[MDEV-27939] Log buffer wrap-around errors on PMEM Created: 2022-02-24  Updated: 2022-02-25  Resolved: 2022-02-25

Status: Closed
Project: MariaDB Server
Component/s: Backup, Storage Engine - InnoDB
Affects Version/s: 10.8.1, 10.8.2
Fix Version/s: 10.8.3

Type: Bug Priority: Blocker
Reporter: Marko Mäkelä Assignee: Marko Mäkelä
Resolution: Fixed Votes: 0
Labels: crash, recovery
Environment:

GNU/Linux with libpmem


Issue Links:
Problem/Incident
is caused by MDEV-14425 Change the InnoDB redo log format to ... Closed

 Description   

mleich reproduced an assertion failure in mariadb-backup --prepare:

mariabackup: /data/Server/bb-10.8-MDEV-26827/extra/mariabackup/xtrabackup.cc:3017: bool xtrabackup_copy_logfile():
Assertion `recv_sys.offset < recv_sys.len' failed.

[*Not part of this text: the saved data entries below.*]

//! aegir Pipeline Engine
//!
//! A small, general-purpose rules engine that runs ordered, filterable
//! handlers against a per-request [`Transaction`]. Every protocol endpoint
//! (authorization, token, logout, introspection) is processed by executing
//! the handler chain registered for each of its stages.
//!
//! # Modules
//!
//! - [`stage`] - Stage tags (`Endpoint` × `Phase`)
//! - [`transaction`] - Per-request mutable state and the `Outcome` flag
//! - [`descriptor`] - Handler metadata, lifetimes, and the fail-fast builder
//! - [`registry`] - Merge-by-identity registry construction and freezing
//! - [`executor`] - Sequential execution with short-circuiting
//!
//! # Example
//!
//! ```
//! use std::sync::Arc;
//! use aegir_pipeline::{
//!     Endpoint, Handler, HandlerDescriptor, Phase, Pipeline, PipelineError,
//!     RegistryBuilder, Stage, Transaction,
//! };
//! use async_trait::async_trait;
//!
//! struct Greet;
//!
//! #[async_trait]
//! impl Handler for Greet {
//!     async fn handle(&self, txn: &mut Transaction) -> Result<(), PipelineError> {
//!         txn.response.params.insert("greeting", "hello".into());
//!         Ok(())
//!     }
//! }
//!
//! # async fn run() -> Result<(), PipelineError> {
//! let stage = Stage::new(Endpoint::Logout, Phase::Handle);
//! let descriptor = HandlerDescriptor::builder(stage, "greet")
//!     .order(100)
//!     .use_singleton(Arc::new(Greet))
//!     .build()?;
//!
//! let registry = RegistryBuilder::new().register(descriptor).build();
//! let pipeline = Pipeline::new(Arc::new(registry));
//!
//! let mut txn = Transaction::new("https://id.example.com", "https://id.example.com/logout");
//! pipeline.execute(stage, &mut txn).await?;
//! # Ok(())
//! # }
//! ```

pub mod descriptor;
pub mod executor;
pub mod registry;
pub mod stage;
pub mod transaction;

pub use descriptor::{Activation, Filter, Handler, HandlerDescriptor, HandlerKind, PipelineError};
pub use executor::Pipeline;
pub use registry::{HandlerRegistry, RegistryBuilder};
pub use stage::{Endpoint, Phase, Stage};
pub use transaction::{Outcome, OutboundResponse, Transaction};
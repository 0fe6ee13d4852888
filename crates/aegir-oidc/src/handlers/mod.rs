//! Default handler sets for each endpoint.
//!
//! Orders are spaced so host applications can slot custom handlers between
//! the built-in ones without renumbering.

pub mod introspection;
pub mod logout;
pub mod logout_cache;
pub mod respond;

use std::sync::Arc;

use aegir_pipeline::{
    Endpoint, HandlerDescriptor, Phase, PipelineError, RegistryBuilder, Stage,
};

use crate::filters::{RequireLogoutCachingEnabled, RequireRedirectTarget, RequireRejectedOutcome};
use crate::options::ServerOptions;

pub use introspection::{
    ExtractIntrospectionRequest, RenderIntrospectionResponse, ValidateToken, PRINCIPAL_PROPERTY,
};
pub use logout::{AttachPostLogoutRedirect, CompleteLogout, ValidateLogoutParameters};
pub use logout_cache::{
    CacheLogoutRequest, RemoveCachedRequest, RestoreCachedLogoutRequest,
    LOGOUT_REQUEST_CACHE_PREFIX,
};
pub use respond::{ApplyRedirectResponse, RenderErrorResponse};

/// Execution orders of the built-in handlers.
pub mod order {
    /// Restore a cached request before anything else sees it.
    pub const RESTORE_CACHED_REQUEST: i32 = 100;
    /// Validate inbound parameters (original or restored).
    pub const VALIDATE_PARAMETERS: i32 = 200;
    /// Replace a parameter-carrying request with a correlation entry.
    pub const CACHE_REQUEST: i32 = 300;
    /// First handle-phase slot.
    pub const HANDLE: i32 = 100;
    /// Terminal handle-phase fallback.
    pub const HANDLE_FALLBACK: i32 = 900;
    /// Cleanup runs before any response shaping.
    pub const REMOVE_CACHED_REQUEST: i32 = 100;
    /// Error rendering precedes success shaping.
    pub const RENDER_ERROR: i32 = 200;
    /// Final response assembly.
    pub const APPLY_RESPONSE: i32 = 300;
}

/// Build the default registry for all endpoints.
///
/// The returned builder can be extended with host registrations
/// (additions, overrides by identity, removals) before freezing.
///
/// # Errors
///
/// Propagates descriptor configuration errors; these indicate a bug in the
/// default set and surface at startup.
pub fn default_registry(options: &Arc<ServerOptions>) -> Result<RegistryBuilder, PipelineError> {
    let caching = || Arc::new(RequireLogoutCachingEnabled::new(Arc::clone(options)));

    let logout_extract = Stage::new(Endpoint::Logout, Phase::Extract);
    let logout_handle = Stage::new(Endpoint::Logout, Phase::Handle);
    let logout_apply = Stage::new(Endpoint::Logout, Phase::Apply);
    let intro_extract = Stage::new(Endpoint::Introspection, Phase::Extract);
    let intro_handle = Stage::new(Endpoint::Introspection, Phase::Handle);
    let intro_apply = Stage::new(Endpoint::Introspection, Phase::Apply);

    let mut descriptors = vec![
        HandlerDescriptor::builder(logout_extract, RestoreCachedLogoutRequest::NAME)
            .order(order::RESTORE_CACHED_REQUEST)
            .built_in()
            .filter(caching())
            .use_singleton(Arc::new(RestoreCachedLogoutRequest::new(Arc::clone(
                options,
            ))))
            .build()?,
        HandlerDescriptor::builder(logout_extract, ValidateLogoutParameters::NAME)
            .order(order::VALIDATE_PARAMETERS)
            .built_in()
            .use_singleton(Arc::new(ValidateLogoutParameters))
            .build()?,
        HandlerDescriptor::builder(logout_extract, CacheLogoutRequest::NAME)
            .order(order::CACHE_REQUEST)
            .built_in()
            .filter(caching())
            .use_singleton(Arc::new(CacheLogoutRequest::new(Arc::clone(options))))
            .build()?,
        HandlerDescriptor::builder(logout_handle, AttachPostLogoutRedirect::NAME)
            .order(order::HANDLE)
            .built_in()
            .use_singleton(Arc::new(AttachPostLogoutRedirect))
            .build()?,
        HandlerDescriptor::builder(logout_handle, CompleteLogout::NAME)
            .order(order::HANDLE_FALLBACK)
            .built_in()
            .use_singleton(Arc::new(CompleteLogout))
            .build()?,
        HandlerDescriptor::builder(logout_apply, RemoveCachedRequest::NAME)
            .order(order::REMOVE_CACHED_REQUEST)
            .built_in()
            .filter(caching())
            .use_singleton(Arc::new(RemoveCachedRequest::new(Arc::clone(options))))
            .build()?,
        HandlerDescriptor::builder(intro_extract, ExtractIntrospectionRequest::NAME)
            .order(order::VALIDATE_PARAMETERS)
            .built_in()
            .use_singleton(Arc::new(ExtractIntrospectionRequest))
            .build()?,
        HandlerDescriptor::builder(intro_handle, ValidateToken::NAME)
            .order(order::HANDLE)
            .built_in()
            .use_singleton(Arc::new(ValidateToken::new(Arc::clone(options))))
            .build()?,
        HandlerDescriptor::builder(intro_apply, RenderIntrospectionResponse::NAME)
            .order(order::APPLY_RESPONSE)
            .built_in()
            .use_singleton(Arc::new(RenderIntrospectionResponse))
            .build()?,
    ];

    // Error rendering and response assembly are uniform across endpoints.
    for endpoint in [
        Endpoint::Authorization,
        Endpoint::Token,
        Endpoint::Logout,
        Endpoint::Introspection,
    ] {
        let apply = Stage::new(endpoint, Phase::Apply);
        descriptors.push(
            HandlerDescriptor::builder(apply, RenderErrorResponse::NAME)
                .order(order::RENDER_ERROR)
                .built_in()
                .filter(Arc::new(RequireRejectedOutcome))
                .use_singleton(Arc::new(RenderErrorResponse))
                .build()?,
        );
    }
    for endpoint in [Endpoint::Authorization, Endpoint::Logout] {
        let apply = Stage::new(endpoint, Phase::Apply);
        descriptors.push(
            HandlerDescriptor::builder(apply, ApplyRedirectResponse::NAME)
                .order(order::APPLY_RESPONSE)
                .built_in()
                .filter(Arc::new(RequireRedirectTarget))
                .use_singleton(Arc::new(ApplyRedirectResponse))
                .build()?,
        );
    }

    Ok(RegistryBuilder::with_defaults(descriptors))
}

In the core dump, we actually have recv_sys.offset == recv_sys.len, so it looks like the assertion should be relaxed to include the equality. Furthermore, at the end of the loop body, the recv_sys.offset needs to wrap around to log_sys.START_OFFSET (0x3000).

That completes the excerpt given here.